Dataset records:
..........
//! Commit engine behavior: persistence of edits through the codec, column
//! append-vs-overwrite in the joint-group matrix, precondition validation,
//! and round-tripping through the evaluator.

use metadna_api_core::dna::output_row_index;
use metadna_api_core::value::{euler_to_quat, quat_to_euler, TransformDelta};
use metadna_pose_core::binding::Armature;
use metadna_pose_core::commit::{self, CommitError};
use metadna_pose_core::ops::{self, AddPoseArgs, EditError};
use metadna_pose_core::session::EditSession;
use metadna_test_fixtures::{body_rig_doc, FixtureArmature, MemoryDnaCodec};

const TOLERANCE: f32 = 1e-5;
const POSE_QUAT: [f32; 4] = [0.7071068, 0.7071068, 0.0, 0.0];

fn session() -> (tempfile::TempDir, EditSession, MemoryDnaCodec) {
    let dir = tempfile::tempdir().expect("tempdir");
    let path = dir.path().join("body.dna");
    let (session, codec) = metadna_test_fixtures::build_session(&path).expect("fixture session");
    (dir, session, codec)
}

fn drive_pose(session: &mut EditSession, driver_bone: &str, quaternion: [f32; 4]) {
    let armature = session.armature_mut().expect("armature");
    armature.reset_pose();
    armature.set_pose_delta(
        driver_bone,
        &TransformDelta {
            location: [0.0; 3],
            euler_rotation: quat_to_euler(quaternion),
            quaternion_rotation: quaternion,
            scale: [0.0; 3],
        },
    );
}

fn assert_vec3_close(actual: [f32; 3], expected: [f32; 3]) {
    for i in 0..3 {
        assert!(
            (actual[i] - expected[i]).abs() <= TOLERANCE,
            "component {i}: {actual:?} vs {expected:?}"
        );
    }
}

#[test]
fn unmodified_commit_preserves_the_container_and_round_trips() {
    let (_dir, mut session, codec) = session();
    session.enter_edit_mode();

    commit::commit(&mut session).expect("commit");

    // Nothing changed, so the rewritten container equals the original.
    assert_eq!(codec.document(), body_rig_doc());

    // Re-evaluating the committed pose reproduces the captured transforms.
    drive_pose(&mut session, "calf_l", POSE_QUAT);
    session.evaluate().expect("evaluate");

    let armature = session.armature().expect("armature");
    let knee = armature.pose_delta("calf_knee_l").expect("knee");
    assert_vec3_close(knee.location, [0.0, 0.04, 0.09]);
    let knee_back = armature.pose_delta("calf_kneeBack_l").expect("knee back");
    assert_vec3_close(knee_back.location, [0.0, -0.02, 0.03]);
}

#[test]
fn scale_factor_edit_persists() {
    let (_dir, mut session, codec) = session();
    session.enter_edit_mode();

    let original_scale = codec.document().poses[1].scale;
    session.solvers[0].poses[1].scale_factor = 0.5;
    commit::commit(&mut session).expect("commit");

    let written = codec.document().poses[1].scale;
    assert!((written - 0.5).abs() <= TOLERANCE);
    assert!((written - original_scale).abs() > TOLERANCE);

    // The re-opened reader sees the committed value too.
    let reader_scale = session
        .reader()
        .expect("reader reopened")
        .rbf_pose_scale(1)
        .expect("pose scale");
    assert!((reader_scale - 0.5).abs() <= TOLERANCE);
}

#[test]
fn pose_rename_persists() {
    let (_dir, mut session, codec) = session();
    session.enter_edit_mode();

    ops::rename_pose(&mut session, 0, 1, "calf_l_bent_back").expect("rename");
    commit::commit(&mut session).expect("commit");

    let names: Vec<String> = codec.document().poses.iter().map(|p| p.name.clone()).collect();
    assert!(!names.contains(&"calf_l_back_90".to_string()));
    assert!(names.contains(&"calf_l_bent_back".to_string()));
}

#[test]
fn driven_location_edit_overwrites_the_column_in_place_and_round_trips() {
    let (_dir, mut session, codec) = session();
    session.enter_edit_mode();

    let moved = [0.0, 0.14, 0.09];
    session
        .armature_mut()
        .expect("armature")
        .set_pose_delta(
            "calf_knee_l",
            &TransformDelta::from_euler(moved, [0.0; 3], [0.0; 3]),
        );
    ops::update_pose(&mut session, 0, 1).expect("update");
    // Restore the driver calibration the update re-sampled away.
    session.solvers[0].poses[1].drivers[0].quaternion_rotation = POSE_QUAT;
    session.solvers[0].poses[1].drivers[0].euler_rotation = quat_to_euler(POSE_QUAT);

    commit::commit(&mut session).expect("commit");

    // Overwrite in place: no new column, and the cell holds the new value.
    let doc = codec.document();
    let group = &doc.joint_groups[0];
    assert_eq!(group.input_indices, vec![0, 1]);
    let row = group.row_of_output(output_row_index(2, 1)).expect("loc-y row");
    let column = group.column_of_control(1).expect("pose column");
    assert!((group.value_at(row, column) - 0.14).abs() <= TOLERANCE);

    // Reset, drive the pose, re-evaluate: the edit comes back exactly.
    drive_pose(&mut session, "calf_l", POSE_QUAT);
    session.evaluate().expect("evaluate");
    let knee = session
        .armature()
        .expect("armature")
        .pose_delta("calf_knee_l")
        .expect("knee");
    assert_vec3_close(knee.location, moved);
}

#[test]
fn new_pose_appends_a_column_keyed_by_a_fresh_control_index() {
    let (_dir, mut session, codec) = session();
    session.enter_edit_mode();

    let driver_quat = euler_to_quat([-1.5707964, 0.0, 0.0]);
    ops::add_pose(
        &mut session,
        AddPoseArgs {
            name: "calf_l_down_90".into(),
            solver_index: Some(0),
            driven_transforms: Some(vec![(
                "calf_knee_l".to_string(),
                TransformDelta::from_euler([0.0, -0.05, 0.02], [0.0; 3], [1.0; 3]),
            )]),
            driver_quaternion: Some(driver_quat),
            ..AddPoseArgs::default()
        },
    )
    .expect("add pose");

    let report = commit::commit(&mut session).expect("commit");
    assert_eq!(report.poses_written, 5);
    assert_eq!(report.poses_appended, 1);

    let doc = codec.document();
    assert_eq!(doc.poses.len(), 5);
    assert_eq!(doc.poses[4].name, "calf_l_down_90");
    assert_eq!(doc.poses[4].control_index, 4);
    assert_eq!(doc.raw_control_count, 5);
    assert_eq!(doc.solvers[0].pose_positions, vec![0, 1, 4]);

    let group = &doc.joint_groups[0];
    assert_eq!(group.input_indices, vec![0, 1, 4]);

    // Existing columns are untouched.
    let loc_y = group.row_of_output(output_row_index(2, 1)).expect("row");
    assert!((group.value_at(loc_y, 1) - 0.04).abs() <= TOLERANCE);

    // The appended column carries the new pose's outputs; the backfilled
    // bone wrote rest-pose values.
    let new_column = group.column_of_control(4).expect("new column");
    assert!((group.value_at(loc_y, new_column) + 0.05).abs() <= TOLERANCE);
    let back_loc_y = group.row_of_output(output_row_index(3, 1)).expect("row");
    assert!(group.value_at(back_loc_y, new_column).abs() <= TOLERANCE);

    // The session sees the enlarged pose table after its reader reopened.
    assert_eq!(session.dna_pose_count(), 5);
}

#[test]
fn duplicate_driver_values_are_rejected_before_any_write() {
    let (_dir, mut session, codec) = session();
    session.enter_edit_mode();

    // Duplicating with the driver at rest collides with the default pose's
    // identity calibration.
    ops::duplicate_pose(&mut session, 0, 1).expect("duplicate");

    let result = commit::commit(&mut session);
    assert!(matches!(
        result,
        Err(CommitError::Validation(EditError::DuplicateDriverValues { .. }))
    ));
    assert_eq!(codec.document(), body_rig_doc(), "no partial writes");
    assert!(session.editing, "failed commit stays in edit mode");
}

#[test]
fn commit_preconditions_produce_distinct_errors() {
    // No codec bound at all.
    let mut bare = EditSession::default();
    assert!(matches!(
        commit::commit(&mut bare),
        Err(CommitError::MissingCodec)
    ));

    // Codec bound but no rig.
    let dir = tempfile::tempdir().expect("tempdir");
    let path = dir.path().join("body.dna");
    std::fs::write(&path, b"MEMDNA\n").expect("placeholder");
    let codec = MemoryDnaCodec::new(body_rig_doc());
    let mut rigless = EditSession::default();
    rigless.bind_dna(Box::new(codec), &path).expect("bind");
    assert!(matches!(
        commit::commit(&mut rigless),
        Err(CommitError::MissingRig)
    ));

    // No DNA path recorded.
    let (_dir2, mut session, _codec) = session();
    let saved_path = session.dna_path.take();
    assert!(matches!(
        commit::commit(&mut session),
        Err(CommitError::MissingDnaPath)
    ));

    // Path set but the file is gone.
    session.dna_path = saved_path;
    std::fs::remove_file(session.dna_path.as_ref().expect("path")).expect("remove");
    assert!(matches!(
        commit::commit(&mut session),
        Err(CommitError::DnaFileMissing)
    ));
}

#[test]
fn successful_commit_exits_edit_mode_and_reopens_handles() {
    let (_dir, mut session, _codec) = session();
    session.enter_edit_mode();
    assert!(session.editing);
    assert!(!session.auto_evaluate);
    assert!(session.initial_snapshot.is_some());

    commit::commit(&mut session).expect("commit");

    assert!(!session.editing);
    assert!(session.auto_evaluate);
    assert!(session.initial_snapshot.is_none());
    assert!(session.reader().is_some(), "reader reopened after commit");
}

#[test]
fn driven_records_for_vanished_bones_drop_at_commit() {
    let (_dir, mut session, _codec) = session();

    let mut armature = FixtureArmature::from_doc(&body_rig_doc());
    armature.remove_bone("calf_kneeBack_l");
    session.bind_armature(Box::new(armature));
    session.enter_edit_mode();

    let report = commit::commit(&mut session).expect("commit");
    assert!(report
        .dropped_driven
        .iter()
        .any(|(pose, bone)| pose == "calf_l_back_90" && bone == "calf_kneeBack_l"));
    // The live graph reloaded from the committed DNA.
    assert!(!session.editing);
}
..........
Task details:
Everything from the line with "assert!(report" to the end of the listing above needs to be duplicated exactly, both end lines included, with nothing more.

Solution to the problem:
    assert!(report
        .dropped_driven
        .iter()
        .any(|(pose, bone)| pose == "calf_l_back_90" && bone == "calf_kneeBack_l"));
    // The live graph reloaded from the committed DNA.
    assert!(!session.editing);
}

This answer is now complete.